Reading the data below, count the lines that carry the string "transparent". Give nothing but the count.
(The records)
//! Built-in token sets
//!
//! [`TokenSet::complete`] populates every category, so it can serve as the
//! base layer of a theme. [`dark_overrides`] only redefines colors.

use crate::category::TokenCategory;
use crate::set::TokenSet;
use crate::value::Shadow;

// =============================================================================
// Colors
// =============================================================================

const LIGHT_COLORS: &[(&str, &str)] = &[
    ("white", "#FFFFFF"),
    ("black", "#000000"),
    ("transparent", "transparent"),
    // Neutral contrast scale
    ("contrast0", "#FFFFFF"),
    ("contrast25", "#F7F7F7"),
    ("contrast50", "#F0F0F0"),
    ("contrast100", "#E5E5E5"),
    ("contrast200", "#D4D4D4"),
    ("contrast300", "#B3B3B3"),
    ("contrast400", "#8F8F8F"),
    ("contrast500", "#6B6B6B"),
    ("contrast600", "#525252"),
    ("contrast700", "#3D3D3D"),
    ("contrast800", "#2E2E2E"),
    ("contrast900", "#1F1F1F"),
    ("contrast950", "#141414"),
    ("contrast975", "#0A0A0A"),
    // Primary scale
    ("primary25", "#F5F0FF"),
    ("primary50", "#EDE4FF"),
    ("primary100", "#D9C9FF"),
    ("primary200", "#C4ADFF"),
    ("primary300", "#B392FF"),
    ("primary400", "#A77BFF"),
    ("primary500", "#9D4EDD"),
    ("primary600", "#8A3DC7"),
    ("primary700", "#752FB0"),
    ("primary800", "#602499"),
    ("primary900", "#4A1A7A"),
    // Status
    ("positive500", "#06FFA5"),
    ("positive700", "#04B376"),
    ("negative500", "#EF4444"),
    ("negative700", "#B91C1C"),
    ("warning500", "#FFB703"),
    // Semantic
    ("background", "#FFFFFF"),
    ("backgroundLight", "#F7F7F7"),
    ("text", "#000000"),
    ("textLight", "#525252"),
    ("textInverted", "#FFFFFF"),
    ("link", "#9D4EDD"),
    ("border", "#E5E5E5"),
    ("borderDark", "#D4D4D4"),
    ("icon", "#3D3D3D"),
];

const DARK_COLORS: &[(&str, &str)] = &[
    ("contrast0", "#0A0F1A"),
    ("contrast25", "#111827"),
    ("contrast50", "#1A2332"),
    ("contrast100", "#243044"),
    ("contrast200", "#2E3D55"),
    ("contrast300", "#3D4F6A"),
    ("contrast400", "#4F6380"),
    ("contrast500", "#647896"),
    ("contrast600", "#7B8DAA"),
    ("contrast700", "#96A5BC"),
    ("contrast800", "#B3BFCE"),
    ("contrast900", "#D1D9E3"),
    ("contrast950", "#E8ECF1"),
    ("contrast975", "#F5F7F9"),
    ("primary25", "#1A102A"),
    ("primary50", "#251538"),
    ("primary100", "#351F4F"),
    ("primary600", "#B06BE8"),
    ("primary700", "#C38AF0"),
    ("background", "#0A0F1A"),
    ("backgroundLight", "#111827"),
    ("text", "#FFFFFF"),
    ("textLight", "#96A5BC"),
    ("textInverted", "#000000"),
    ("link", "#B06BE8"),
    ("border", "#243044"),
    ("borderDark", "#2E3D55"),
    ("icon", "#B3BFCE"),
];

// =============================================================================
// Scales
// =============================================================================

/// 4px base unit with t-shirt names
const SPACE: &[(&str, f64)] = &[
    ("0", 0.0),
    ("2xs", 2.0),
    ("xs", 4.0),
    ("sm", 8.0),
    ("md", 12.0),
    ("lg", 16.0),
    ("xl", 20.0),
    ("2xl", 24.0),
    ("3xl", 32.0),
    ("4xl", 40.0),
    ("5xl", 48.0),
];

const SIZE: &[(&str, f64)] = &[
    ("xs", 24.0),
    ("sm", 32.0),
    ("md", 40.0),
    ("lg", 48.0),
    ("xl", 64.0),
    ("2xl", 90.0),
    ("hitTarget", 44.0),
];

const FONT_SIZES: &[(&str, f64)] = &[
    ("2xs", 10.0),
    ("xs", 12.0),
    ("sm", 14.0),
    ("md", 16.0),
    ("lg", 18.0),
    ("xl", 20.0),
    ("2xl", 24.0),
    ("3xl", 30.0),
    ("4xl", 36.0),
];

const FONT_WEIGHTS: &[(&str, f64)] =
    &[("normal", 400.0), ("medium", 500.0), ("semiBold", 600.0), ("bold", 700.0), ("heavy", 800.0)];

const LINE_HEIGHTS: &[(&str, f64)] = &[
    ("none", 1.0),
    ("tight", 1.25),
    ("snug", 1.375),
    ("normal", 1.5),
    ("relaxed", 1.625),
    ("loose", 2.0),
];

const LETTER_SPACINGS: &[(&str, f64)] = &[("tight", -0.025), ("default", 0.0), ("wide", 0.025)];

const RADII: &[(&str, f64)] = &[
    ("none", 0.0),
    ("sm", 4.0),
    ("md", 8.0),
    ("lg", 12.0),
    ("xl", 16.0),
    ("2xl", 24.0),
    ("full", 9999.0),
];

const BORDER_WIDTHS: &[(&str, f64)] =
    &[("none", 0.0), ("hairline", 0.5), ("thin", 1.0), ("medium", 2.0), ("thick", 3.0)];

const DURATIONS: &[(&str, f64)] = &[
    ("instant", 0.0),
    ("extraFast", 50.0),
    ("fast", 100.0),
    ("normal", 150.0),
    ("moderate", 200.0),
    ("slow", 300.0),
    ("extraSlow", 500.0),
];

const EASINGS: &[(&str, &str)] = &[
    ("default", "cubic-bezier(0.17, 0.73, 0.14, 1)"),
    ("linear", "linear"),
    ("easeIn", "cubic-bezier(0.4, 0, 1, 1)"),
    ("easeOut", "cubic-bezier(0, 0, 0.2, 1)"),
    ("easeInOut", "cubic-bezier(0.4, 0, 0.2, 1)"),
    ("bounce", "cubic-bezier(0.34, 1.56, 0.64, 1)"),
];

const Z_INDICES: &[(&str, f64)] = &[
    ("default", 0.0),
    ("dropdown", 10.0),
    ("sticky", 20.0),
    ("fixed", 30.0),
    ("modalBackdrop", 40.0),
    ("modal", 50.0),
    ("popover", 60.0),
    ("tooltip", 70.0),
    ("toast", 80.0),
    ("max", 9999.0),
];

const FONTS: &[(&str, &str)] = &[
    ("body", "Inter, -apple-system, BlinkMacSystemFont, sans-serif"),
    ("heading", "Inter, -apple-system, BlinkMacSystemFont, sans-serif"),
    ("mono", "ui-monospace, SFMono-Regular, Menlo, monospace"),
];

fn extend_numbers(set: &mut TokenSet, category: TokenCategory, entries: &[(&str, f64)]) {
    for (key, value) in entries {
        set.insert(category, *key, *value);
    }
}

fn extend_strings(set: &mut TokenSet, category: TokenCategory, entries: &[(&str, &str)]) {
    for (key, value) in entries {
        set.insert(category, *key, *value);
    }
}

impl TokenSet {
    /// Built-in base token set with every category populated
    pub fn complete() -> Self {
        let mut set = TokenSet::new();
        extend_strings(&mut set, TokenCategory::Colors, LIGHT_COLORS);
        extend_numbers(&mut set, TokenCategory::Space, SPACE);
        extend_numbers(&mut set, TokenCategory::Size, SIZE);
        extend_strings(&mut set, TokenCategory::Fonts, FONTS);
        extend_numbers(&mut set, TokenCategory::FontSizes, FONT_SIZES);
        extend_numbers(&mut set, TokenCategory::FontWeights, FONT_WEIGHTS);
        extend_numbers(&mut set, TokenCategory::LineHeights, LINE_HEIGHTS);
        extend_numbers(&mut set, TokenCategory::LetterSpacings, LETTER_SPACINGS);
        extend_numbers(&mut set, TokenCategory::Radii, RADII);
        extend_numbers(&mut set, TokenCategory::BorderWidths, BORDER_WIDTHS);
        extend_numbers(&mut set, TokenCategory::Durations, DURATIONS);
        extend_strings(&mut set, TokenCategory::Easings, EASINGS);
        extend_numbers(&mut set, TokenCategory::ZIndices, Z_INDICES);

        for breakpoint in crate::breakpoint::Breakpoint::ORDER {
            let min_width = breakpoint.default_min_width();
            set.insert(TokenCategory::Breakpoints, breakpoint.as_str(), min_width);
        }

        let shadows = [
            ("none", Shadow::new(0.0, 0.0, 0.0, 0.0, "transparent")),
            ("xs", Shadow::new(0.0, 1.0, 2.0, 0.0, "rgba(0, 0, 0, 0.05)")),
            ("sm", Shadow::new(0.0, 1.0, 3.0, 0.0, "rgba(0, 0, 0, 0.1)")),
            ("md", Shadow::new(0.0, 4.0, 6.0, -1.0, "rgba(0, 0, 0, 0.1)")),
            ("lg", Shadow::new(0.0, 10.0, 15.0, -3.0, "rgba(0, 0, 0, 0.1)")),
            ("xl", Shadow::new(0.0, 20.0, 25.0, -5.0, "rgba(0, 0, 0, 0.1)")),
        ];
        for (key, shadow) in shadows {
            set.insert(TokenCategory::Shadows, key, shadow);
        }

        set
    }
}

/// Built-in dark-mode color overrides
pub fn dark_overrides() -> TokenSet {
    let mut set = TokenSet::new();
    extend_strings(&mut set, TokenCategory::Colors, DARK_COLORS);
    set
}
(End The records)
**Solution to the exercise**
2